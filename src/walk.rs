//! Declaration tree walker
//!
//! Depth-first traversal over a [`Forest`] shared by every resolution pass.
//! Schemas are visited in input order; within a schema, top-level elements,
//! then top-level complex types, then top-level simple types. Each complex
//! type is expanded in this order:
//!
//! ```text
//! sequence -> choice -> sequence_choice -> all -> attributes
//!   -> complexContent/extension: attributes, sequence, choice, sequence_choice
//!   -> simpleContent/extension: attributes
//! ```
//!
//! Every element reached is recursed into (inline complex type, then inline
//! simple type) before its next sibling. Top-level attributes are not
//! visited; passes that need them read `Schema::attributes` directly.
//!
//! Hooks receive an explicit [`Scope`] instead of sharing a "current schema"
//! variable, so enter/exit ordering never carries state a pass depends on.

use crate::schema::{
    Attribute, ComplexType, Element, Forest, Nesting, Schema, SchemaNamespaces, SimpleType,
};

/// Traversal context handed to every hook
#[derive(Debug, Clone, Copy)]
pub struct Scope<'a> {
    /// Position of the enclosing schema in the forest
    pub schema_index: usize,
    /// Namespace header of the enclosing schema
    pub namespaces: &'a SchemaNamespaces,
    /// `TopLevel` only for elements declared directly under the schema
    pub nesting: Nesting,
}

impl<'a> Scope<'a> {
    fn new(schema_index: usize, namespaces: &'a SchemaNamespaces) -> Self {
        Self {
            schema_index,
            namespaces,
            nesting: Nesting::TopLevel,
        }
    }

    fn local(&self) -> Self {
        Self {
            nesting: Nesting::Local,
            ..*self
        }
    }
}

// =============================================================================
// Read-only traversal
// =============================================================================

/// Read-only hooks. Unimplemented hooks are no-ops.
#[allow(unused_variables)]
pub trait Visitor {
    fn enter_schema(&mut self, scope: &Scope<'_>) {}
    fn exit_schema(&mut self, scope: &Scope<'_>) {}
    fn enter_element(&mut self, scope: &Scope<'_>, element: &Element) {}
    fn exit_element(&mut self, scope: &Scope<'_>, element: &Element) {}
    fn enter_complex_type(&mut self, scope: &Scope<'_>, complex_type: &ComplexType) {}
    fn exit_complex_type(&mut self, scope: &Scope<'_>, complex_type: &ComplexType) {}
    fn enter_simple_type(&mut self, scope: &Scope<'_>, simple_type: &SimpleType) {}
    fn exit_simple_type(&mut self, scope: &Scope<'_>, simple_type: &SimpleType) {}
    fn enter_attribute(&mut self, scope: &Scope<'_>, attribute: &Attribute) {}
    fn exit_attribute(&mut self, scope: &Scope<'_>, attribute: &Attribute) {}
}

/// Walk the whole forest
pub fn walk<V: Visitor>(forest: &Forest, visitor: &mut V) {
    for (schema_index, schema) in forest.schemas().iter().enumerate() {
        let scope = Scope::new(schema_index, &schema.namespaces);
        visitor.enter_schema(&scope);
        walk_schema(&scope, schema, visitor);
        visitor.exit_schema(&scope);
    }
}

fn walk_schema<V: Visitor>(scope: &Scope<'_>, schema: &Schema, visitor: &mut V) {
    walk_elements(scope, &schema.elements, visitor);
    for complex_type in &schema.complex_types {
        walk_complex_type(scope, complex_type, visitor);
    }
    for simple_type in &schema.simple_types {
        walk_simple_type(scope, simple_type, visitor);
    }
}

fn walk_elements<V: Visitor>(scope: &Scope<'_>, elements: &[Element], visitor: &mut V) {
    for element in elements {
        visitor.enter_element(scope, element);
        if let Some(complex_type) = element.complex_type.as_deref() {
            walk_complex_type(scope, complex_type, visitor);
        }
        if let Some(simple_type) = &element.simple_type {
            walk_simple_type(scope, simple_type, visitor);
        }
        visitor.exit_element(scope, element);
    }
}

fn walk_attributes<V: Visitor>(scope: &Scope<'_>, attributes: &[Attribute], visitor: &mut V) {
    for attribute in attributes {
        visitor.enter_attribute(scope, attribute);
        visitor.exit_attribute(scope, attribute);
    }
}

fn walk_complex_type<V: Visitor>(scope: &Scope<'_>, complex_type: &ComplexType, visitor: &mut V) {
    visitor.enter_complex_type(scope, complex_type);

    let inner = scope.local();
    walk_elements(&inner, &complex_type.sequence, visitor);
    walk_elements(&inner, &complex_type.choice, visitor);
    walk_elements(&inner, &complex_type.sequence_choice, visitor);
    walk_elements(&inner, &complex_type.all, visitor);
    walk_attributes(&inner, &complex_type.attributes, visitor);

    let extension = &complex_type.complex_content.extension;
    walk_attributes(&inner, &extension.attributes, visitor);
    walk_elements(&inner, &extension.sequence, visitor);
    walk_elements(&inner, &extension.choice, visitor);
    walk_elements(&inner, &extension.sequence_choice, visitor);

    walk_attributes(&inner, &complex_type.simple_content.extension.attributes, visitor);

    visitor.exit_complex_type(scope, complex_type);
}

fn walk_simple_type<V: Visitor>(scope: &Scope<'_>, simple_type: &SimpleType, visitor: &mut V) {
    visitor.enter_simple_type(scope, simple_type);
    visitor.exit_simple_type(scope, simple_type);
}

// =============================================================================
// Mutating traversal
// =============================================================================

/// Mutating hooks, same order as [`Visitor`]
#[allow(unused_variables)]
pub trait VisitorMut {
    fn enter_schema(&mut self, scope: &Scope<'_>) {}
    fn exit_schema(&mut self, scope: &Scope<'_>) {}
    fn enter_element(&mut self, scope: &Scope<'_>, element: &mut Element) {}
    fn exit_element(&mut self, scope: &Scope<'_>, element: &mut Element) {}
    fn enter_complex_type(&mut self, scope: &Scope<'_>, complex_type: &mut ComplexType) {}
    fn exit_complex_type(&mut self, scope: &Scope<'_>, complex_type: &mut ComplexType) {}
    fn enter_simple_type(&mut self, scope: &Scope<'_>, simple_type: &mut SimpleType) {}
    fn exit_simple_type(&mut self, scope: &Scope<'_>, simple_type: &mut SimpleType) {}
    fn enter_attribute(&mut self, scope: &Scope<'_>, attribute: &mut Attribute) {}
    fn exit_attribute(&mut self, scope: &Scope<'_>, attribute: &mut Attribute) {}
}

/// Walk the whole forest, allowing hooks to edit declarations in place
pub fn walk_mut<V: VisitorMut>(forest: &mut Forest, visitor: &mut V) {
    for (schema_index, schema) in forest.schemas_mut().iter_mut().enumerate() {
        // Split the borrow: header read-only, declarations mutable
        let Schema {
            namespaces,
            elements,
            complex_types,
            simple_types,
            ..
        } = schema;
        let scope = Scope::new(schema_index, namespaces);

        visitor.enter_schema(&scope);
        walk_elements_mut(&scope, elements, visitor);
        for complex_type in complex_types.iter_mut() {
            walk_complex_type_mut(&scope, complex_type, visitor);
        }
        for simple_type in simple_types.iter_mut() {
            walk_simple_type_mut(&scope, simple_type, visitor);
        }
        visitor.exit_schema(&scope);
    }
}

fn walk_elements_mut<V: VisitorMut>(scope: &Scope<'_>, elements: &mut [Element], visitor: &mut V) {
    for element in elements {
        visitor.enter_element(scope, element);
        if let Some(complex_type) = element.complex_type.as_deref_mut() {
            walk_complex_type_mut(scope, complex_type, visitor);
        }
        if let Some(simple_type) = element.simple_type.as_mut() {
            walk_simple_type_mut(scope, simple_type, visitor);
        }
        visitor.exit_element(scope, element);
    }
}

fn walk_attributes_mut<V: VisitorMut>(scope: &Scope<'_>, attributes: &mut [Attribute], visitor: &mut V) {
    for attribute in attributes {
        visitor.enter_attribute(scope, attribute);
        visitor.exit_attribute(scope, attribute);
    }
}

fn walk_complex_type_mut<V: VisitorMut>(scope: &Scope<'_>, complex_type: &mut ComplexType, visitor: &mut V) {
    visitor.enter_complex_type(scope, complex_type);

    let inner = scope.local();
    walk_elements_mut(&inner, &mut complex_type.sequence, visitor);
    walk_elements_mut(&inner, &mut complex_type.choice, visitor);
    walk_elements_mut(&inner, &mut complex_type.sequence_choice, visitor);
    walk_elements_mut(&inner, &mut complex_type.all, visitor);
    walk_attributes_mut(&inner, &mut complex_type.attributes, visitor);

    let extension = &mut complex_type.complex_content.extension;
    walk_attributes_mut(&inner, &mut extension.attributes, visitor);
    walk_elements_mut(&inner, &mut extension.sequence, visitor);
    walk_elements_mut(&inner, &mut extension.choice, visitor);
    walk_elements_mut(&inner, &mut extension.sequence_choice, visitor);

    walk_attributes_mut(&inner, &mut complex_type.simple_content.extension.attributes, visitor);

    visitor.exit_complex_type(scope, complex_type);
}

fn walk_simple_type_mut<V: VisitorMut>(scope: &Scope<'_>, simple_type: &mut SimpleType, visitor: &mut V) {
    visitor.enter_simple_type(scope, simple_type);
    visitor.exit_simple_type(scope, simple_type);
}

......

Pull out every line of the records above that contains the word "only".

TASK ANSWER:
    /// `TopLevel` only for elements declared directly under the schema
// Read-only traversal
/// Read-only hooks. Unimplemented hooks are no-ops.
        // Split the borrow: header read-only, declarations mutable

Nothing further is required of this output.